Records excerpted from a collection
◇ ◇ ◇
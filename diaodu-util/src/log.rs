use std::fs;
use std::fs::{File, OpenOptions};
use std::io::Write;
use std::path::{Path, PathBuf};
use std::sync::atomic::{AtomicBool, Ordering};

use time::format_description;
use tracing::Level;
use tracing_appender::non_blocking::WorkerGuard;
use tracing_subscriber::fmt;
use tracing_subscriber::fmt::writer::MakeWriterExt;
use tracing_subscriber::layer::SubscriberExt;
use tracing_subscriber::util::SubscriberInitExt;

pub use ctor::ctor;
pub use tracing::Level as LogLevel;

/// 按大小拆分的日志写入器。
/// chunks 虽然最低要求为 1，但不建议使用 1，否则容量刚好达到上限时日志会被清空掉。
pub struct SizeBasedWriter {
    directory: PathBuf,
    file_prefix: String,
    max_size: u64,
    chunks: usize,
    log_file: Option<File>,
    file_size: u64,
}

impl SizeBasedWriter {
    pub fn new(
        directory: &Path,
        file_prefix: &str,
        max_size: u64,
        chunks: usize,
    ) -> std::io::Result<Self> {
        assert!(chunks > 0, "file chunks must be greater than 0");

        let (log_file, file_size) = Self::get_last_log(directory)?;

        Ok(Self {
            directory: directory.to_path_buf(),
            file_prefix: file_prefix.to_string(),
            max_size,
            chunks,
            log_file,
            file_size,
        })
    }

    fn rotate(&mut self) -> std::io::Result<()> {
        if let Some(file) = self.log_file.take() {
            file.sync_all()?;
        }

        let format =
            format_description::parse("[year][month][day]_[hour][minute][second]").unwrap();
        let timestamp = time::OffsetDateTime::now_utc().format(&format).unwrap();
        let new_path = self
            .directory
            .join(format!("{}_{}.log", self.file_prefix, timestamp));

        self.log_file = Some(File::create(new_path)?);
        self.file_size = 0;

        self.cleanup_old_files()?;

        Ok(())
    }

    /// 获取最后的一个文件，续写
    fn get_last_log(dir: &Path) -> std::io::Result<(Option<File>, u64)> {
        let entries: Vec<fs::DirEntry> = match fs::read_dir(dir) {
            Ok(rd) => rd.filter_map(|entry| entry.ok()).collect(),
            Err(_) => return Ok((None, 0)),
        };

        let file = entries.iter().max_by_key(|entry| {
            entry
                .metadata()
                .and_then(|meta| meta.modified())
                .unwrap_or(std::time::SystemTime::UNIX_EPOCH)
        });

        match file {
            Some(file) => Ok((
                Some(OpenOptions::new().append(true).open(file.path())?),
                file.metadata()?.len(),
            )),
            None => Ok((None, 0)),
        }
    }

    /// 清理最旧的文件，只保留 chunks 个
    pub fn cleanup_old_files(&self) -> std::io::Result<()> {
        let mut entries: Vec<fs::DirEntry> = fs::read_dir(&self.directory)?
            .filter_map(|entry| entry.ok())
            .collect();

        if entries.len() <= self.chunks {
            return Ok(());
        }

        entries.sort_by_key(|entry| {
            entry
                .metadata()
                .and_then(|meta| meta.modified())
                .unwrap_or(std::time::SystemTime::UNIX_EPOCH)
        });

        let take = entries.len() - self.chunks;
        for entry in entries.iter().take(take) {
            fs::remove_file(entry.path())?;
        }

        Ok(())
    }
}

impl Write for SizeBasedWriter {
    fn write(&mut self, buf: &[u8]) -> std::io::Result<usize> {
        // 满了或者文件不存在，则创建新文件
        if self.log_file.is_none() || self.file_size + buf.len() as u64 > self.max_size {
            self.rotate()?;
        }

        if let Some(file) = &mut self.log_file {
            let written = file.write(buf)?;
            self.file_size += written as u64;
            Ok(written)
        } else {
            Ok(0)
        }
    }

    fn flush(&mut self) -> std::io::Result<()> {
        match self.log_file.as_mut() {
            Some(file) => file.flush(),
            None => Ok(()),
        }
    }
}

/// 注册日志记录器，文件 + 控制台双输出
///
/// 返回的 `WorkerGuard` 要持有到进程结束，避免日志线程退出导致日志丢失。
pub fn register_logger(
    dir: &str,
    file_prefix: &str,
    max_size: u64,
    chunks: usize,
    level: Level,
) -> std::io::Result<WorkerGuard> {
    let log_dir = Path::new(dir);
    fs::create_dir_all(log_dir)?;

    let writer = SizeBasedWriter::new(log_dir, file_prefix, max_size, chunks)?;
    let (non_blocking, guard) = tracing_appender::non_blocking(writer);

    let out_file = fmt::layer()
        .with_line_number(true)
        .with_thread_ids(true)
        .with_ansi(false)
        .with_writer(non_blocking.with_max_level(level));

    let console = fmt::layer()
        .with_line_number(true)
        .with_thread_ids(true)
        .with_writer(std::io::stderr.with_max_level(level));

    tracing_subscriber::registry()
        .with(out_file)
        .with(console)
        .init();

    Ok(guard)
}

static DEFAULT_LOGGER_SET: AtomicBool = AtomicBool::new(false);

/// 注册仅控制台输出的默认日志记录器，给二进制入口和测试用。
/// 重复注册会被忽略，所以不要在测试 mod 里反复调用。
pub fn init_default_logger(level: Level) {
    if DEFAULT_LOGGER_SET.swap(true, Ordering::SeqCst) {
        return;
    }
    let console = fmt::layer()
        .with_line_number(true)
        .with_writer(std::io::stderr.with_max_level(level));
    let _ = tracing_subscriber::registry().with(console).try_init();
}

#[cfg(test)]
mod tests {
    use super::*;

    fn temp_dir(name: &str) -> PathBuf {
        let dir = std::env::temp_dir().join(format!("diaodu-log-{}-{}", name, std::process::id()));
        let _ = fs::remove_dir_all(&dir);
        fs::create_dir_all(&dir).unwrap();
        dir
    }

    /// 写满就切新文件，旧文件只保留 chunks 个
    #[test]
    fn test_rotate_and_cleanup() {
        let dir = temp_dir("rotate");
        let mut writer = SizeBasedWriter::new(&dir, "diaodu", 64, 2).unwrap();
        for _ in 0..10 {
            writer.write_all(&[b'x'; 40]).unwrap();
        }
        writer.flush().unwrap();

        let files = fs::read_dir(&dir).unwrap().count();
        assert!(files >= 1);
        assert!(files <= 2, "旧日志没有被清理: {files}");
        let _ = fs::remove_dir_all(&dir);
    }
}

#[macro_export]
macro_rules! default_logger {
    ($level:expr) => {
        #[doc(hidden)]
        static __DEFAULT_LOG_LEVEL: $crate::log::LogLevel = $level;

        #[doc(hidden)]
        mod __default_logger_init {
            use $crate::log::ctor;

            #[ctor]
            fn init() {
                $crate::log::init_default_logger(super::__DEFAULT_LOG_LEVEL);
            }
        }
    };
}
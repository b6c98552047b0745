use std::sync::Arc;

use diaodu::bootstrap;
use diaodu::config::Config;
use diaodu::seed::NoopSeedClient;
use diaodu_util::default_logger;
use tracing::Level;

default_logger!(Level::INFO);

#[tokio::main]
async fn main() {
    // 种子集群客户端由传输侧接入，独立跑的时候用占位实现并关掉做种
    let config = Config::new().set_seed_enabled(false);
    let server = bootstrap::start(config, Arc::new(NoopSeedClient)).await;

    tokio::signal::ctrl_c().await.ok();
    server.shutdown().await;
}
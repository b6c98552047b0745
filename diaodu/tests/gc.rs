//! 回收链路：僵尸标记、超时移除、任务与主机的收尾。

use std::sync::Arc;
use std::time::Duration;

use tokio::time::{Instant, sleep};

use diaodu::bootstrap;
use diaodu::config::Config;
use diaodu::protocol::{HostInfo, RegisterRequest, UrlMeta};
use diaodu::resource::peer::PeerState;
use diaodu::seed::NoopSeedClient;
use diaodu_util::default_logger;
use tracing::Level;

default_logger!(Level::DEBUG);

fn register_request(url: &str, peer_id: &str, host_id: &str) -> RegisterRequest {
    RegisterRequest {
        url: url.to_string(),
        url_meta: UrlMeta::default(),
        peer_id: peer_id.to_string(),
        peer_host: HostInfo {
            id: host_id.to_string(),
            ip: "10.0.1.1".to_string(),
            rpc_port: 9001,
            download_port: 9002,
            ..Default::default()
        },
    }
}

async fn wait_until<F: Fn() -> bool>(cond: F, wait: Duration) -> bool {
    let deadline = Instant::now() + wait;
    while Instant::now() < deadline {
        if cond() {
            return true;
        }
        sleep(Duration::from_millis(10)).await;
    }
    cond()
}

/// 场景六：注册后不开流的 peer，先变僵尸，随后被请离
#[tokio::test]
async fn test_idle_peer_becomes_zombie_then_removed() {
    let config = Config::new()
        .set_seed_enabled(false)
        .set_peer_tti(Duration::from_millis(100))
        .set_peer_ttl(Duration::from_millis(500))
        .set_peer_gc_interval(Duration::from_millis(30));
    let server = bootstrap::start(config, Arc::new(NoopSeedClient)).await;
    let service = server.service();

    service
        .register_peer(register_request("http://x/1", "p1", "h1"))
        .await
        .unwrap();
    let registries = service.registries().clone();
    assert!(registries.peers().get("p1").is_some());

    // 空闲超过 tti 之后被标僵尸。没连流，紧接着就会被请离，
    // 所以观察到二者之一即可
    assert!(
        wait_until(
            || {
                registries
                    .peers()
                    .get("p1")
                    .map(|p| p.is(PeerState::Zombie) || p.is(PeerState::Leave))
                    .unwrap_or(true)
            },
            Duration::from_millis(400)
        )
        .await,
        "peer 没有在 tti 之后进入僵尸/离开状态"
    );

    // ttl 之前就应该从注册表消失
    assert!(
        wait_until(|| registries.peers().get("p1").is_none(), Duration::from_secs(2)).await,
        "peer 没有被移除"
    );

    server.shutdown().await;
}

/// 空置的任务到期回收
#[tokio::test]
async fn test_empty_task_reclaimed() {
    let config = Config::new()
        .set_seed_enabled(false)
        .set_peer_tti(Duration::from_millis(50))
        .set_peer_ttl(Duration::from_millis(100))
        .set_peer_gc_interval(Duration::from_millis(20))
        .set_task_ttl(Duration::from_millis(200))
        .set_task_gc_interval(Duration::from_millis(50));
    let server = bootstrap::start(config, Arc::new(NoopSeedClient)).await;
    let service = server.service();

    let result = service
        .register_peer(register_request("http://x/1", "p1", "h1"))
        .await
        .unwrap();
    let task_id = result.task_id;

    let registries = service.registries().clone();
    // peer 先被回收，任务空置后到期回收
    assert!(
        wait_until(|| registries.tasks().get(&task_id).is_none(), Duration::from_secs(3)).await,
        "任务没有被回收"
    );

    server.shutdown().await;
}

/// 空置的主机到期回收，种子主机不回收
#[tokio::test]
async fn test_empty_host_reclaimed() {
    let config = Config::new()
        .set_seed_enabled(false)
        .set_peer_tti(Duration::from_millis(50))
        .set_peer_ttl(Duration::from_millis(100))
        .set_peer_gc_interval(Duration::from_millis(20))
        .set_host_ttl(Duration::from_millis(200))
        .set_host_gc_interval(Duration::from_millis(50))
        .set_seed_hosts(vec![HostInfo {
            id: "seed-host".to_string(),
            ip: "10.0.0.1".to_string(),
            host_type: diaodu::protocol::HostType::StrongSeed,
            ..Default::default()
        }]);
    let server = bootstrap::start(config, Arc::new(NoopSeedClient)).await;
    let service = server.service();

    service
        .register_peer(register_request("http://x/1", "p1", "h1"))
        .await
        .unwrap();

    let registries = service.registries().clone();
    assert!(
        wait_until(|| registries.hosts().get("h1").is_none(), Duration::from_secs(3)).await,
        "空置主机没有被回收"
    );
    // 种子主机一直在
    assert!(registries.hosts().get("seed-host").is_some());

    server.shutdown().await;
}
◇ ◇ ◇
WHAT YOU HAVE TO DO
How many lines in these entries hold the string "usize"? Answer with the number alone.

SOLUTION TO THE PROBLEM
4